▸ Exercise brief:
Print only the closing part of the entries. It starts at the line containing "pub fn pitch_ratio(pitch: i32, pitch_offset: f32)" and includes the final line, exactly as written.

*** Records for this task ***

//! MIDI pitch to frequency and playback-rate conversion.
//!
//! Pitch shifting is nearest-sample index scaling: the renderer multiplies
//! the source frame index by a ratio derived from the note's MIDI pitch
//! relative to middle C.

/// MIDI note that plays a phoneme buffer at its recorded rate (C-4).
pub const REFERENCE_NOTE: i32 = 60;

/// Concert A (MIDI 69) in Hz.
const A4_FREQUENCY: f64 = 440.0;
const A4_NOTE: i32 = 69;

/// Convert a MIDI note to frequency in Hz (12-TET, A4 = 440 Hz).
///
/// Notes at or below 0 produce 0 Hz.
pub fn midi_to_frequency(note: i32) -> f64 {
    if note <= 0 {
        return 0.0;
    }
    A4_FREQUENCY * libm::pow(2.0, (note - A4_NOTE) as f64 / 12.0)
}

/// Playback-rate multiplier for `pitch` with a percentage offset.
///
/// `ratio = f(pitch) / f(60) * (1 + pitch_offset / 100)`.
pub fn pitch_ratio(pitch: i32, pitch_offset: f32) -> f64 {
    let base = midi_to_frequency(pitch) / midi_to_frequency(REFERENCE_NOTE);
    base * (1.0 + pitch_offset as f64 / 100.0)
}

*** End of Records for this task ***

▸ Answer for this exercise:
pub fn pitch_ratio(pitch: i32, pitch_offset: f32) -> f64 {
    let base = midi_to_frequency(pitch) / midi_to_frequency(REFERENCE_NOTE);
    base * (1.0 + pitch_offset as f64 / 100.0)
}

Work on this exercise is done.